His prognosis—and behavior—presents an ongoing risk to the United States, as for the first time in history, the president is literally prohibited from being in the room with his top advisors. Should a crisis arrive, Trump will be governing and making decisions over a speakerphone or video teleconference, with little of the normal staff structure and aides available to help.

And all of that also presupposes the best case scenario: The president’s health rapidly improves, with no complications, and he’s fully out of the woods within days. Should his condition worsen, linger, or require medical procedures that involve anesthesia, we might very well find ourselves either without a fully functioning chief executive or with an “acting president,” Mike Pence, who would necessarily be politically constrained in the decisions and actions he could make in a crisis. The “acting president” procedures, meanwhile, are filled with thorny legal issues and unsettled constitutional questions.
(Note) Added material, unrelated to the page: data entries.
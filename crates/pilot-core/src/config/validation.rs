//! Configuration validation utilities

use std::fmt;

/// Configuration validation result
pub type ValidationResult = Result<(), ValidationError>;

/// Configuration validation errors
#[derive(Debug, Clone, PartialEq)]
pub enum ValidationError {
    /// Value is out of acceptable range
    OutOfRange {
        /// Field name
        field: String,
        /// Inclusive lower bound
        min: Option<f64>,
        /// Inclusive upper bound
        max: Option<f64>,
        /// Offending value
        actual: f64,
    },
    /// Value format is invalid
    InvalidFormat {
        /// Field name
        field: String,
        /// Expected format
        expected: String,
        /// Offending value
        actual: String,
    },
    /// Custom validation failed
    Custom {
        /// Field name
        field: String,
        /// Description
        message: String,
    },
}

impl fmt::Display for ValidationError {
    fn fmt(&self, f: &mut fmt::Formatter<'_>) -> fmt::Result {
        match self {
            ValidationError::OutOfRange {
                field,
                min,
                max,
                actual,
            } => {
                let range_desc = match (min, max) {
                    (Some(min), Some(max)) => format!("between {min} and {max}"),
                    (Some(min), None) => format!("at least {min}"),
                    (None, Some(max)) => format!("at most {max}"),
                    (None, None) => "in valid range".to_string(),
                };
                write!(f, "Field '{field}' must be {range_desc} (got {actual})")
            }
            ValidationError::InvalidFormat {
                field,
                expected,
                actual,
            } => {
                write!(
                    f,
                    "Field '{field}' has invalid format. Expected: {expected}, got: {actual}"
                )
            }
            ValidationError::Custom { field, message } => {
                write!(f, "Field '{field}': {message}")
            }
        }
    }
}

impl std::error::Error for ValidationError {}

/// Accumulates validation failures for one configuration value
#[derive(Debug, Default)]
pub struct ConfigValidator {
    errors: Vec<ValidationError>,
}

impl ConfigValidator {
    /// Create a new validator
    pub fn new() -> Self {
        Self::default()
    }

    /// Validate that a number is within an inclusive range
    pub fn range<T>(&mut self, field: &str, value: T, min: Option<T>, max: Option<T>) -> &mut Self
    where
        T: PartialOrd + Copy + Into<f64>,
    {
        let below = min.map_or(false, |m| value < m);
        let above = max.map_or(false, |m| value > m);
        if below || above {
            self.errors.push(ValidationError::OutOfRange {
                field: field.to_string(),
                min: min.map(Into::into),
                max: max.map(Into::into),
                actual: value.into(),
            });
        }
        self
    }

    /// Validate that a string is an http(s) URL
    pub fn http_url(&mut self, field: &str, value: &str) -> &mut Self {
        let trimmed = value.trim();
        let ok = (trimmed.starts_with("http://") || trimmed.starts_with("https://"))
            && trimmed.len() > "https://".len()
            && !trimmed.contains(char::is_whitespace);
        if !ok {
            self.errors.push(ValidationError::InvalidFormat {
                field: field.to_string(),
                expected: "http(s) URL".to_string(),
                actual: value.to_string(),
            });
        }
        self
    }

    /// Validate using a custom predicate
    pub fn custom<T, F>(&mut self, field: &str, value: &T, predicate: F, message: &str) -> &mut Self
    where
        F: FnOnce(&T) -> bool,
    {
        if !predicate(value) {
            self.errors.push(ValidationError::Custom {
                field: field.to_string(),
                message: message.to_string(),
            });
        }
        self
    }

    /// First failure, if any
    pub fn result(self) -> ValidationResult {
        match self.errors.into_iter().next() {
            Some(err) => Err(err),
            None => Ok(()),
        }
    }

    /// Every failure collected so far
    pub fn all_errors(self) -> Vec<ValidationError> {
        self.errors
    }
}
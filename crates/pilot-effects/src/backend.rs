//! HTTP backend handler
//!
//! `reqwest`-based implementation of [`BackendEffects`] against the Earn
//! Pilot REST API. Response bodies use the `{ success, message, data }`
//! envelope; status handling is centralised in [`decode_response`].

use async_trait::async_trait;
use pilot_core::effects::{ApiEnvelope, ApiError, BackendEffects};
use pilot_core::{
    AdPolicy, AuthPayload, DeviceTokenRequest, GameEligibility, GoogleSignInRequest, LoginRequest,
    PilotConfig, Platform, RewardedCompletion, UserRecord,
};
use reqwest::{Method, RequestBuilder};
use serde::de::DeserializeOwned;
use serde::Serialize;
use std::time::Duration;
use tracing::{debug, warn};

const USER_AGENT: &str = concat!("earn-pilot-core/", env!("CARGO_PKG_VERSION"));

/// Errors that can occur while building an [`HttpBackendHandler`]
#[derive(Debug, thiserror::Error)]
pub enum HttpBackendBuildError {
    /// Base URL is not an http(s) URL
    #[error("Invalid base URL: {0}")]
    InvalidBaseUrl(String),
    /// Timeout outside 1..=300 seconds
    #[error("Invalid timeout: {0}")]
    InvalidTimeout(String),
    /// reqwest refused the client configuration
    #[error("Failed to create HTTP client: {0}")]
    ClientCreationFailed(String),
}

/// Builder for [`HttpBackendHandler`]
#[derive(Debug, Clone)]
pub struct HttpBackendHandlerBuilder {
    base_url: String,
    timeout_secs: u64,
    user_agent: Option<String>,
}

impl HttpBackendHandlerBuilder {
    /// Start from a base URL with the default 30 second timeout
    pub fn new(base_url: impl Into<String>) -> Self {
        Self {
            base_url: base_url.into(),
            timeout_secs: 30,
            user_agent: None,
        }
    }

    /// Per-request timeout in seconds
    pub fn timeout_secs(mut self, secs: u64) -> Self {
        self.timeout_secs = secs;
        self
    }

    /// Override the user agent
    pub fn user_agent(mut self, user_agent: impl Into<String>) -> Self {
        self.user_agent = Some(user_agent.into());
        self
    }

    /// Build the handler
    pub fn build(self) -> Result<HttpBackendHandler, HttpBackendBuildError> {
        let base_url = self.base_url.trim().trim_end_matches('/').to_string();
        if !(base_url.starts_with("http://") || base_url.starts_with("https://")) {
            return Err(HttpBackendBuildError::InvalidBaseUrl(base_url));
        }
        if self.timeout_secs == 0 || self.timeout_secs > 300 {
            return Err(HttpBackendBuildError::InvalidTimeout(
                "Timeout must be between 1 and 300 seconds".to_string(),
            ));
        }

        let timeout = Duration::from_secs(self.timeout_secs);
        let client = reqwest::Client::builder()
            .timeout(timeout)
            .user_agent(self.user_agent.unwrap_or_else(|| USER_AGENT.to_string()))
            .build()
            .map_err(|e| HttpBackendBuildError::ClientCreationFailed(e.to_string()))?;

        Ok(HttpBackendHandler {
            base_url,
            timeout,
            client,
        })
    }
}

/// Earn Pilot REST API over HTTP
#[derive(Debug, Clone)]
pub struct HttpBackendHandler {
    base_url: String,
    timeout: Duration,
    client: reqwest::Client,
}

impl HttpBackendHandler {
    /// Builder for a handler rooted at `base_url`
    pub fn builder(base_url: impl Into<String>) -> HttpBackendHandlerBuilder {
        HttpBackendHandlerBuilder::new(base_url)
    }

    /// Handler configured from [`PilotConfig`]
    pub fn from_config(config: &PilotConfig) -> Result<Self, HttpBackendBuildError> {
        Self::builder(config.base_url())
            .timeout_secs(config.request_timeout_secs)
            .build()
    }

    /// Absolute URL for an API path
    pub fn url(&self, path: &str) -> String {
        format!("{}/{}", self.base_url, path.trim_start_matches('/'))
    }

    fn request(&self, method: Method, path: &str, bearer: Option<&str>) -> RequestBuilder {
        let builder = self
            .client
            .request(method, self.url(path))
            .header(reqwest::header::ACCEPT, "application/json");
        match bearer {
            Some(token) => builder.bearer_auth(token),
            None => builder,
        }
    }

    fn map_transport(&self, err: reqwest::Error) -> ApiError {
        if err.is_timeout() {
            ApiError::Timeout {
                after_ms: u64::try_from(self.timeout.as_millis()).unwrap_or(u64::MAX),
            }
        } else {
            ApiError::Transport {
                message: err.to_string(),
            }
        }
    }

    async fn execute<T: DeserializeOwned>(&self, builder: RequestBuilder) -> Result<T, ApiError> {
        let response = builder.send().await.map_err(|e| self.map_transport(e))?;
        let status = response.status().as_u16();
        let body = response.bytes().await.map_err(|e| self.map_transport(e))?;
        debug!(status, bytes = body.len(), "backend response");
        decode_response(status, &body)
    }

    async fn execute_unit(&self, builder: RequestBuilder) -> Result<(), ApiError> {
        let response = builder.send().await.map_err(|e| self.map_transport(e))?;
        let status = response.status().as_u16();
        let body = response.bytes().await.map_err(|e| self.map_transport(e))?;
        decode_ack(status, &body)
    }

    async fn post_json<B, T>(&self, path: &str, bearer: Option<&str>, body: &B) -> Result<T, ApiError>
    where
        B: Serialize + ?Sized,
        T: DeserializeOwned,
    {
        self.execute(self.request(Method::POST, path, bearer).json(body))
            .await
    }
}

fn envelope_message(body: &[u8]) -> Option<String> {
    serde_json::from_slice::<ApiEnvelope<serde_json::Value>>(body)
        .ok()
        .and_then(|env| env.message)
        .filter(|m| !m.trim().is_empty())
}

fn check_status(status: u16, body: &[u8]) -> Result<(), ApiError> {
    if status == 401 {
        return Err(ApiError::Unauthorized);
    }
    if !(200..300).contains(&status) {
        let message = envelope_message(body).unwrap_or_default();
        warn!(status, %message, "backend rejected request");
        return Err(ApiError::Rejected { status, message });
    }
    Ok(())
}

/// Decode a response body into the envelope payload.
///
/// - 401 → [`ApiError::Unauthorized`]
/// - other non-2xx → [`ApiError::Rejected`] with the envelope message
/// - 2xx with `success: false` → [`ApiError::Rejected`]
pub fn decode_response<T: DeserializeOwned>(status: u16, body: &[u8]) -> Result<T, ApiError> {
    check_status(status, body)?;
    let envelope: ApiEnvelope<T> =
        serde_json::from_slice(body).map_err(|e| ApiError::Decode {
            message: e.to_string(),
        })?;
    envelope.into_data(status)
}

/// Decode a response that carries no payload
pub fn decode_ack(status: u16, body: &[u8]) -> Result<(), ApiError> {
    check_status(status, body)?;
    if body.is_empty() {
        return Ok(());
    }
    match serde_json::from_slice::<ApiEnvelope<serde_json::Value>>(body) {
        Ok(env) if !env.success => Err(ApiError::Rejected {
            status,
            message: env.message.unwrap_or_default(),
        }),
        _ => Ok(()),
    }
}

#[async_trait]
impl BackendEffects for HttpBackendHandler {
    async fn fetch_ad_policy(
        &self,
        bearer: Option<&str>,
        platform: Platform,
    ) -> Result<AdPolicy, ApiError> {
        let builder = self
            .request(Method::GET, "/api/admob/config", bearer)
            .query(&[("platform", platform.as_str())]);
        self.execute(builder).await
    }

    async fn report_rewarded_completion(
        &self,
        bearer: &str,
        completion: &RewardedCompletion,
    ) -> Result<(), ApiError> {
        let builder = self
            .request(Method::POST, "/api/admob/rewarded-ad-completed", Some(bearer))
            .json(completion);
        self.execute_unit(builder).await
    }

    async fn check_game_eligibility(
        &self,
        bearer: Option<&str>,
        game_id: u64,
        game_slug: &str,
    ) -> Result<GameEligibility, ApiError> {
        let builder = self
            .request(Method::GET, &format!("/api/games/{game_id}/can-play"), bearer)
            .query(&[("slug", game_slug)]);
        self.execute(builder).await
    }

    async fn login(&self, request: &LoginRequest) -> Result<AuthPayload, ApiError> {
        self.post_json("/api/auth/login", None, request).await
    }

    async fn google_sign_in(&self, request: &GoogleSignInRequest) -> Result<AuthPayload, ApiError> {
        self.post_json("/api/auth/google-signin", None, request)
            .await
    }

    async fn logout(&self, bearer: &str) -> Result<(), ApiError> {
        self.execute_unit(self.request(Method::POST, "/api/auth/logout", Some(bearer)))
            .await
    }

    async fn fetch_profile(&self, bearer: &str) -> Result<UserRecord, ApiError> {
        self.execute(self.request(Method::GET, "/api/profile", Some(bearer)))
            .await
    }

    async fn register_device_token(
        &self,
        bearer: &str,
        request: &DeviceTokenRequest,
    ) -> Result<(), ApiError> {
        let builder = self
            .request(Method::POST, "/api/device-tokens/register", Some(bearer))
            .json(request);
        self.execute_unit(builder).await
    }

    async fn deactivate_device_token(
        &self,
        bearer: &str,
        request: &DeviceTokenRequest,
    ) -> Result<(), ApiError> {
        let builder = self
            .request(Method::POST, "/api/device-tokens/deactivate", Some(bearer))
            .json(request);
        self.execute_unit(builder).await
    }
}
A West Wing Staff Focused on Themselves, Not the World Beyond

At a moment when all national efforts should focus on securing the election, containing the pandemic, and jump-starting the economy, White House staffers spent the weekend unsure whether they should even report to work on Monday. Exposed unnecessarily to danger, they were then kept in the dark, furious, about the dangers they faced to their own health over the last week—who tested positive, and when. Only on Friday—literally months after the nation broadly began adopting and even mandating mask use—did national security adviser Robert O’Brien order the staff of the National Security Council to wear them in common areas. Only at 8:18 pm ET Sunday night did they get their first guidance about how to care for themselves and what to expect in this week ahead. So many White House staff have apparently tested positive now that White House press secretary Kayleigh McEnany refused Sunday to release any additional numbers or names. Monday morning, McEnany herself said she had contracted Covid-19.